Halibut In Tomato Sauce with Beans

 One of my favorite fish is halibut. It’s got a delicate, sweet taste, firm white flesh, and marries well with all kinds of flavors. Even people who claim to hate fish may be won over once they try this largest of all the flat fish.
Did you know that halibut can grow to more than 8 feet long and weigh as much as 700 pounds? Take a look at the largest Alaskan halibut ever caught by sport fishermen, weighing in at 459 pounds. Imagine cleaning that whopper.
Most of the halibut we eat here in North America comes from the Gulf of Alaska. While on a trip there several years ago, I ate a lot of halibut, but here in New Jersey, the price keeps me from enjoying it as much as I’d like. If I see it on a restaurant menu, it’s likely what I’ll order, or if it’s on sale at the market, I can’t resist.

 

This recipe is a one-dish meal that’s simple to make, tastes great and is low-cal too. If you can’t find fresh halibut, or want something less expensive, codfish can easily be substituted. The recipe is for two portions, although the accompanying photo shows just one portion served in a small casserole.

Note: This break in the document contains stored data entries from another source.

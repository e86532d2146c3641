// This file is part of ts_face_controller.
//
// See the COPYRIGHT file at the top-level directory of this distribution
// for details of code ownership.
//
// This program is free software: you can redistribute it and/or modify
// it under the terms of the GNU General Public License as published by
// the Free Software Foundation, either version 3 of the License, or
// (at your option) any later version.
//
// This program is distributed in the hope that it will be useful,
// but WITHOUT ANY WARRANTY; without even the implied warranty of
// MERCHANTABILITY or FITNESS FOR A PARTICULAR PURPOSE.  See the
// GNU General Public License for more details.
//
// You should have received a copy of the GNU General Public License
// along with this program.  If not, see <https://www.gnu.org/licenses/>.

use log::{debug, trace, warn};
use serde_json::Value;
use std::collections::HashMap;
use std::mem;
use std::thread::sleep;
use std::time::{Duration, Instant};

use crate::constants::MIN_FRAME_INTERVAL_MS;
use crate::enums::SkipReason;
use crate::face::frame_normalizer::FrameNormalizer;
use crate::face::landmark::LandmarkSnapshot;
use crate::face::mapping::{MappingTable, ServoChannel};
use crate::face::servo_resolver::ServoResolver;
use crate::interface::serial_transport::CommandTransport;
use crate::telemetry::telemetry_dispatch::TelemetryDispatch;

pub struct DispatchScheduler {
    // Servo mapping table.
    _mapping_table: MappingTable,
    // Servo resolver.
    _resolver: ServoResolver,
    // Last sent angle of each channel. The absent channel is unset.
    _last_angles: HashMap<ServoChannel, i32>,
    // Time of the last accepted frame.
    _last_dispatch: Option<Instant>,
    // Minimum time between two accepted frames.
    _min_frame_interval: Duration,
    // Waiting time after each sent command in milliseconds.
    _delay_ms: u64,
    // Events to publish.
    _events: Vec<Value>,
    // Telemetry data.
    pub telemetry: TelemetryDispatch,
}

impl DispatchScheduler {
    /// Create a new dispatch scheduler.
    ///
    /// # Arguments
    /// * `mapping_table` - Servo mapping table.
    /// * `delay_ms` - Waiting time after each sent command in milliseconds.
    ///
    /// # Returns
    /// A new dispatch scheduler.
    pub fn new(mapping_table: MappingTable, delay_ms: u64) -> Self {
        Self {
            _mapping_table: mapping_table,
            _resolver: ServoResolver::default(),

            _last_angles: HashMap::new(),
            _last_dispatch: None,

            _min_frame_interval: Duration::from_millis(MIN_FRAME_INTERVAL_MS),
            _delay_ms: delay_ms,

            _events: Vec::new(),
            telemetry: TelemetryDispatch::default(),
        }
    }

    /// Get the mapping table.
    pub fn get_mapping_table(&self) -> &MappingTable {
        &self._mapping_table
    }

    /// Replace the mapping table as a whole. The history of the channels that
    /// are not in the new table is dropped, so a channel added back later
    /// starts from unset.
    ///
    /// # Arguments
    /// * `mapping_table` - New servo mapping table.
    pub fn replace_mapping_table(&mut self, mapping_table: MappingTable) {
        self._last_angles
            .retain(|channel, _| mapping_table.has_channel(channel));

        self._mapping_table = mapping_table;
    }

    /// Get the waiting time after each sent command.
    ///
    /// # Returns
    /// Delay in milliseconds.
    pub fn get_delay(&self) -> u64 {
        self._delay_ms
    }

    /// Set the waiting time after each sent command.
    ///
    /// # Arguments
    /// * `delay_ms` - Delay in milliseconds. Put 0 to send the commands
    /// back-to-back.
    pub fn set_delay(&mut self, delay_ms: u64) {
        self._delay_ms = delay_ms;
    }

    /// Get the minimum time between two accepted frames.
    pub fn get_min_frame_interval(&self) -> Duration {
        self._min_frame_interval
    }

    /// Set the minimum time between two accepted frames.
    ///
    /// # Arguments
    /// * `interval` - Minimum frame interval.
    pub fn set_min_frame_interval(&mut self, interval: Duration) {
        self._min_frame_interval = interval;
    }

    /// Get the last sent angle of the channel.
    ///
    /// # Arguments
    /// * `channel` - Servo channel.
    ///
    /// # Returns
    /// Angle in degree. None if nothing was sent to the channel yet.
    pub fn get_last_angle(&self, channel: &ServoChannel) -> Option<i32> {
        self._last_angles.get(channel).copied()
    }

    /// Forget the last sent angles and the last frame time. The next accepted
    /// frame sends the commands to all the channels.
    pub fn reset(&mut self) {
        self._last_angles.clear();
        self._last_dispatch = None;
    }

    /// Add an event to publish.
    pub fn add_event(&mut self, event: Value) {
        self._events.push(event);
    }

    /// Take the events to publish.
    ///
    /// # Returns
    /// Events in the order they were added. None if there is no event.
    pub fn take_events(&mut self) -> Option<Vec<Value>> {
        if self._events.is_empty() {
            return None;
        }

        Some(mem::take(&mut self._events))
    }

    /// Process the landmark snapshot now.
    ///
    /// # Arguments
    /// * `snapshot` - Landmark snapshot. None if there is no face.
    /// * `transport` - Transport of the servo commands.
    ///
    /// # Returns
    /// Number of the sent commands.
    ///
    /// # Errors
    /// The reason that the whole snapshot is skipped.
    pub fn process_snapshot(
        &mut self,
        snapshot: Option<&LandmarkSnapshot>,
        transport: &mut dyn CommandTransport,
    ) -> Result<usize, SkipReason> {
        self.process_snapshot_at(snapshot, Instant::now(), transport)
    }

    /// Process the landmark snapshot at the specific time.
    ///
    /// # Notes
    /// The mappings are resolved in the table order. A command is sent only
    /// when the angle differs from the last sent one of the same channel, and
    /// the scheduler waits for the delay after each sent command.
    ///
    /// # Arguments
    /// * `snapshot` - Landmark snapshot. None if there is no face.
    /// * `now` - Time of the frame.
    /// * `transport` - Transport of the servo commands.
    ///
    /// # Returns
    /// Number of the sent commands.
    ///
    /// # Errors
    /// The reason that the whole snapshot is skipped.
    pub fn process_snapshot_at(
        &mut self,
        snapshot: Option<&LandmarkSnapshot>,
        now: Instant,
        transport: &mut dyn CommandTransport,
    ) -> Result<usize, SkipReason> {
        self.telemetry.frames_received += 1;

        let result = self.dispatch(snapshot, now, transport);
        match result {
            Ok(_) => self.telemetry.frames_dispatched += 1,
            Err(reason) => {
                trace!("Skip the snapshot: {}.", reason.as_ref());
                self.telemetry.record_skip(reason);
            }
        }

        result
    }

    fn dispatch(
        &mut self,
        snapshot: Option<&LandmarkSnapshot>,
        now: Instant,
        transport: &mut dyn CommandTransport,
    ) -> Result<usize, SkipReason> {
        let snapshot = snapshot.ok_or(SkipReason::NotReady)?;
        let frame = FrameNormalizer::new(snapshot)?;

        if let Some(last_dispatch) = self._last_dispatch {
            if now.saturating_duration_since(last_dispatch) < self._min_frame_interval {
                return Err(SkipReason::RateLimited);
            }
        }
        self._last_dispatch = Some(now);

        let mut num_command = 0;
        for mapping in self._mapping_table.mappings() {
            let angle = match self._resolver.resolve(mapping, snapshot, &frame) {
                Some(angle) => angle,
                None => {
                    trace!("Missing landmark of the servo {}.", mapping.channel);
                    continue;
                }
            };

            if self._last_angles.get(&mapping.channel) == Some(&angle) {
                continue;
            }

            let command = mapping.channel.command(angle);
            match transport.send_command(&command) {
                Ok(()) => {
                    debug!("Send the servo command: {command}.");

                    self._last_angles.insert(mapping.channel, angle);
                    self.telemetry.commands_sent += 1;
                    num_command += 1;

                    if self._delay_ms > 0 {
                        sleep(Duration::from_millis(self._delay_ms));
                    }
                }
                Err(error) => {
                    warn!("{error}");

                    self.telemetry.transport_failures += 1;
                }
            }
        }

        Ok(num_command)
    }
}
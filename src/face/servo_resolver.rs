use crate::constants::{ROLL_CORRECTION_INTERCEPT, ROLL_CORRECTION_SLOPE};
use crate::enums::Axis;
use crate::face::frame_normalizer::FrameNormalizer;
use crate::face::geometry::{distance_2d, remap};
use crate::face::landmark::LandmarkSnapshot;
use crate::face::mapping::ServoMapping;

pub struct ServoResolver {
    // Linear correction of the normalized delta against the head roll.
    _slope: f64,
    _intercept: f64,
}

impl ServoResolver {
    /// Servo resolver to calculate the servo angle from the landmarks.
    ///
    /// # Notes
    /// The normalized delta is corrected by:
    ///
    /// corrected = delta / reference_distance - slope * roll + intercept
    ///
    /// and then mapped linearly from [domain_min, domain_max] to
    /// [closed, open] with the clipping at both ends.
    ///
    /// # Arguments
    /// * `slope` - Slope of the roll correction.
    /// * `intercept` - Intercept of the roll correction.
    ///
    /// # Returns
    /// A new ServoResolver object.
    pub fn new(slope: f64, intercept: f64) -> Self {
        Self {
            _slope: slope,
            _intercept: intercept,
        }
    }

    /// Calculate the corrected and normalized delta of the mapping.
    ///
    /// # Arguments
    /// * `mapping` - Servo mapping.
    /// * `snapshot` - Landmark snapshot.
    /// * `frame` - Frame normalizer of the snapshot.
    ///
    /// # Returns
    /// Normalized delta. None if any of the two points is absent.
    pub fn normalized_delta(
        &self,
        mapping: &ServoMapping,
        snapshot: &LandmarkSnapshot,
        frame: &FrameNormalizer,
    ) -> Option<f64> {
        let point = frame.correct(&snapshot.get(mapping.point)?);
        let reference = frame.correct(&snapshot.get(mapping.reference)?);

        let delta_raw = match mapping.axis {
            Axis::X => (point.x - reference.x).abs(),
            Axis::Y => (point.y - reference.y).abs(),
            Axis::Distance => distance_2d(&point, &reference),
        };

        Some(delta_raw / frame.reference_distance - self._slope * frame.roll + self._intercept)
    }

    /// Resolve the servo angle of the mapping.
    ///
    /// # Arguments
    /// * `mapping` - Servo mapping.
    /// * `snapshot` - Landmark snapshot.
    /// * `frame` - Frame normalizer of the snapshot.
    ///
    /// # Returns
    /// Angle in degree between the closed and open angles. None if any of
    /// the two points is absent, or the delta or the angle is not finite.
    pub fn resolve(
        &self,
        mapping: &ServoMapping,
        snapshot: &LandmarkSnapshot,
        frame: &FrameNormalizer,
    ) -> Option<i32> {
        let delta = self.normalized_delta(mapping, snapshot, frame)?;
        if !delta.is_finite() {
            return None;
        }

        let angle = remap(
            delta,
            mapping.domain_min,
            mapping.domain_max,
            mapping.closed as f64,
            mapping.open as f64,
        );
        if !angle.is_finite() {
            return None;
        }

        // Round half up
        Some((angle + 0.5).floor() as i32)
    }
}

impl Default for ServoResolver {
    fn default() -> Self {
        Self::new(ROLL_CORRECTION_SLOPE, ROLL_CORRECTION_INTERCEPT)
    }
}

Halibut with Cannellini Beans
for two people:
halibut – between 3/4 and 1 lb., skin removed
6 scallions, chopped
2 cloves garlic, minced
3 T. olive oil
1 can cannellini beans (about 15 ounce can), drained and rinsed
1 can chopped tomatoes (about 15 ounce can)
1/4 cup dry white wine
salt, pepper to taste
fresh basil

 

 

Saute the scallions and onions in the olive oil until softened. Add the tomatoes and liquid from the can and cook for a few minutes, smashing the tomatoes a bit with a fork. Add the white wine, the cannellini beans, salt, pepper and shredded fresh basil. Simmer for about five minutes, then add the fish. Put a lid on the skillet, then let everything cook together for about five more minutes. That will be long enough to cook the fish. Garnish with more fresh basil and serve.